Пьер Вилькье тогда поднялся и откинул задвижку печной дверцы. Внутри на угольном ложе спокойно дремал огонь, казалось, тоже бесплотный и почти прозрачный от накала. Его неощутимый жар заставил Пьера на мгновение отпрянуть. Затем медленно, листок за листком, он стал отправлять туда свои поэмы, которые, не успев даже вспыхнуть, немедленно обугливались, свертываясь в трубочки, тотчас уносимые в глубину печи током воздуха, тянувшего через открытую дверцу.

Итак, его творение, отвоеванное шаг за шагом у усталости и отчаяния, раздвинувшее рамки будней и вобравшее в себя ход необратимого времени, в конце концов оказалось побеждено, ибо продолжать обманывать реальность стало для него невозможно, и с этого самого момента оно почти без сопротивления дало себя унести силам тлена, которым так противилось раньше.

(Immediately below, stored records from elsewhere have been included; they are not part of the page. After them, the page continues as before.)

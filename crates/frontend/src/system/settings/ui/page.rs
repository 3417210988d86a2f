use contracts::system::settings::{AppSettings, PriceRounding};
use leptos::prelude::*;

use super::super::api;
use crate::layout::global_context::AppGlobalContext;
use crate::shared::components::toast::ToastService;
use crate::shared::icons::icon;

fn rounding_value(rounding: PriceRounding) -> &'static str {
    match rounding {
        PriceRounding::None => "none",
        PriceRounding::EndNinetyNine => "end99",
        PriceRounding::NearestTen => "ten",
    }
}

fn rounding_from_value(value: &str) -> PriceRounding {
    match value {
        "end99" => PriceRounding::EndNinetyNine,
        "ten" => PriceRounding::NearestTen,
        _ => PriceRounding::None,
    }
}

/// Settings tab: load the tool-wide knobs into a form, save them back.
#[component]
pub fn SettingsPage() -> impl IntoView {
    let ctx = use_context::<AppGlobalContext>().expect("AppGlobalContext context not found");
    let toasts = use_context::<ToastService>().expect("ToastService context not found");

    let (settings, set_settings) = signal(Option::<AppSettings>::None);
    let (error, set_error) = signal(Option::<String>::None);
    let (saving, set_saving) = signal(false);

    let load = move || {
        set_error.set(None);
        let token = ctx.nav_token();
        leptos::task::spawn_local(async move {
            let result = api::fetch_settings().await;
            if !ctx.accepts(token) {
                return;
            }
            match result {
                Ok(data) => set_settings.set(Some(data)),
                Err(e) => set_error.set(Some(e)),
            }
        });
    };
    load();

    let update = move |apply: &dyn Fn(&mut AppSettings)| {
        set_settings.update(|current| {
            if let Some(settings) = current {
                apply(settings);
            }
        });
    };

    let save = move || {
        let Some(current) = settings.get_untracked() else {
            return;
        };
        set_saving.set(true);
        leptos::task::spawn_local(async move {
            match api::save_settings(&current).await {
                Ok(saved) => {
                    set_settings.set(Some(saved));
                    toasts.success("Settings saved");
                }
                Err(e) => toasts.error(format!("Save failed: {e}")),
            }
            set_saving.set(false);
        });
    };

    view! {
        <div class="settings-view">
            <div class="toolbar">
                <h2 class="section-title">"Settings"</h2>
                <button class="button button--secondary" on:click=move |_| load()>
                    {icon("refresh")}
                    "Reload"
                </button>
            </div>

            {move || {
                error
                    .get()
                    .map(|e| view! { <div class="section-error">{format!("Error: {e}")}</div> })
            }}

            {move || {
                let Some(current) = settings.get() else {
                    return view! { <div class="detail-loading">"Loading..."</div> }.into_any();
                };
                view! {
                    <div class="form form--settings">
                        <label class="form__field">
                            <span class="form__label">"Scan interval (minutes)"</span>
                            <input
                                type="number"
                                class="input"
                                min="5"
                                prop:value=current.scan_interval_minutes.to_string()
                                on:change=move |ev| {
                                    if let Ok(minutes) = event_target_value(&ev).parse::<u32>() {
                                        update(&|s: &mut AppSettings| {
                                            s.scan_interval_minutes = minutes;
                                        });
                                    }
                                }
                            />
                        </label>

                        <label class="form__field">
                            <span class="form__label">"Price rounding"</span>
                            <select
                                class="select"
                                on:change=move |ev| {
                                    let rounding = rounding_from_value(&event_target_value(&ev));
                                    update(&|s: &mut AppSettings| s.price_rounding = rounding);
                                }
                            >
                                {PriceRounding::ALL
                                    .iter()
                                    .map(|rounding| {
                                        view! {
                                            <option
                                                value=rounding_value(*rounding)
                                                selected=current.price_rounding == *rounding
                                            >
                                                {rounding.label()}
                                            </option>
                                        }
                                    })
                                    .collect::<Vec<_>>()}
                            </select>
                        </label>

                        <label class="form__field">
                            <span class="form__label">"Margin floor (%)"</span>
                            <input
                                type="number"
                                class="input"
                                step="0.5"
                                prop:value=current.margin_floor_percent.to_string()
                                on:change=move |ev| {
                                    if let Ok(floor) = event_target_value(&ev).parse::<f64>() {
                                        update(&|s: &mut AppSettings| {
                                            s.margin_floor_percent = floor;
                                        });
                                    }
                                }
                            />
                        </label>

                        <label class="form__field form__field--inline">
                            <input
                                type="checkbox"
                                prop:checked=current.auto_apply_plans
                                on:change=move |ev| {
                                    let checked = event_target_checked(&ev);
                                    update(&|s: &mut AppSettings| s.auto_apply_plans = checked);
                                }
                            />
                            <span>"Apply generated plans automatically"</span>
                        </label>

                        <label class="form__field">
                            <span class="form__label">"Notification email"</span>
                            <input
                                type="email"
                                class="input"
                                placeholder="ops@example.com"
                                prop:value=current.notify_email.clone().unwrap_or_default()
                                on:change=move |ev| {
                                    let value = event_target_value(&ev);
                                    update(&|s: &mut AppSettings| {
                                        s.notify_email =
                                            (!value.trim().is_empty()).then(|| value.trim().to_string());
                                    });
                                }
                            />
                        </label>

                        <div class="form__actions">
                            <button
                                class="button button--primary"
                                disabled=move || saving.get()
                                on:click=move |_| save()
                            >
                                {icon("check")}
                                {move || if saving.get() { "Saving..." } else { "Save settings" }}
                            </button>
                        </div>
                    </div>
                }
                .into_any()
            }}
        </div>
    }
}
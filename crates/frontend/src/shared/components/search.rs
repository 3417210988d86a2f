use leptos::prelude::*;

use crate::shared::icons::icon;

/// Minimum query length before the filter is applied.
pub const MIN_FILTER_LEN: usize = 3;

/// Returns true when `query` should narrow a list at all.
pub fn filter_active(query: &str) -> bool {
    query.trim().len() >= MIN_FILTER_LEN
}

/// Search input with a clear button. Commits the query to `on_change`
/// once it reaches [`MIN_FILTER_LEN`] characters (or becomes empty), so
/// one- and two-letter prefixes don't thrash the list.
#[component]
pub fn SearchBox(
    on_change: Callback<String>,
    #[prop(optional, into)] placeholder: String,
) -> impl IntoView {
    let placeholder = if placeholder.is_empty() {
        format!("Search (min {MIN_FILTER_LEN} chars)...")
    } else {
        placeholder
    };

    let (input_value, set_input_value) = signal(String::new());

    let handle_input = move |value: String| {
        set_input_value.set(value.clone());
        if value.is_empty() || filter_active(&value) {
            on_change.run(value);
        }
    };

    view! {
        <div class="search-box">
            <input
                type="text"
                class="search-box__input"
                class:search-box__input--active=move || filter_active(&input_value.get())
                placeholder=placeholder
                prop:value=move || input_value.get()
                on:input=move |ev| handle_input(event_target_value(&ev))
            />
            {move || {
                (!input_value.get().is_empty()).then(|| {
                    view! {
                        <button
                            class="search-box__clear"
                            title="Clear"
                            on:click=move |_| {
                                set_input_value.set(String::new());
                                on_change.run(String::new());
                            }
                        >
                            {icon("x")}
                        </button>
                    }
                })
            }}
        </div>
    }
}

#[cfg(test)]
mod tests {
    use super::*;

    #[test]
    fn short_queries_do_not_filter() {
        assert!(!filter_active(""));
        assert!(!filter_active("ab"));
        assert!(!filter_active("  a "));
        assert!(filter_active("abc"));
    }
}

Эта попытка обмануть действительность явилась чистой иллюзией; вылившаяся в угрозу самой жизни того, кто ее носил в себе, она рухнула под беспрестанным давлением грубой и банальной реальности. Родившееся из ничего, его творение в ничто и обратилось. Поступок непоправимый, конечно, но совершенный хладнокровно, с полным сознанием цели, продиктованный необходимостью и без малейших эмоций. Пьер Вилькье старательно, столько, сколько смог, все это удерживал в руках, но теперь, когда обозначились пределы, он не собирался играть роль мученика — он отрекся. И сможет ли кто-нибудь в чем бы то ни было его упрекнуть?

Ему осталось только закрыть дверь печки, за которой огонь, возбужденный неожиданной порцией топлива и все такой же неуловимый, вспыхнул и разгорелся. Вся эта бумага, которую он проглотил, даже не насытившись, заставила его биться в бессмысленных и недолгих конвульсиях, а по истечении минуты огонь снова безжизненно угас…

Когда рано утром Пьер Вилькье выбрался из-под жаркого пуховика, под которым еще спала Мари, у него было чувство, что все вчерашнее ему приснилось и что сам он был не вполне от мира сего, настолько неуравновешенным теперь казался его поступок. Падев халат поверх ночной рубашки, он сунул ноги в старые стоптанные туфли и подошел к узкому овальному окошку, выходившему в сад. Приподняв занавеску, он увидел, что ночью выпал снег… Так вот отчего-было так, подозрительно тихо! Держась рукой за перила, он бесшумно спустился по лестнице и прошел в кухню, где еще с вечера Мари приготовила все для завтрака. Осторожными движениями сняв удлиненное тонкое стекло с керосиновой лампы, стоявшей на столе, он зажег ее фитиль от своей зажигалки. Пьер Вилькье позавтракал из своей большой фаянсовой чашки — местами она была выщерблена, но хозяин никак не решался расстаться с ней, — он налил туда теплого молока и макал в него толстые куски хлеба с маслом. Откинувшись после этого на стуле, он даже позволил себе выкурить одну из тех тонких сигарет, которые сам иногда привозил из Парижа и хранил для исключительных случаев.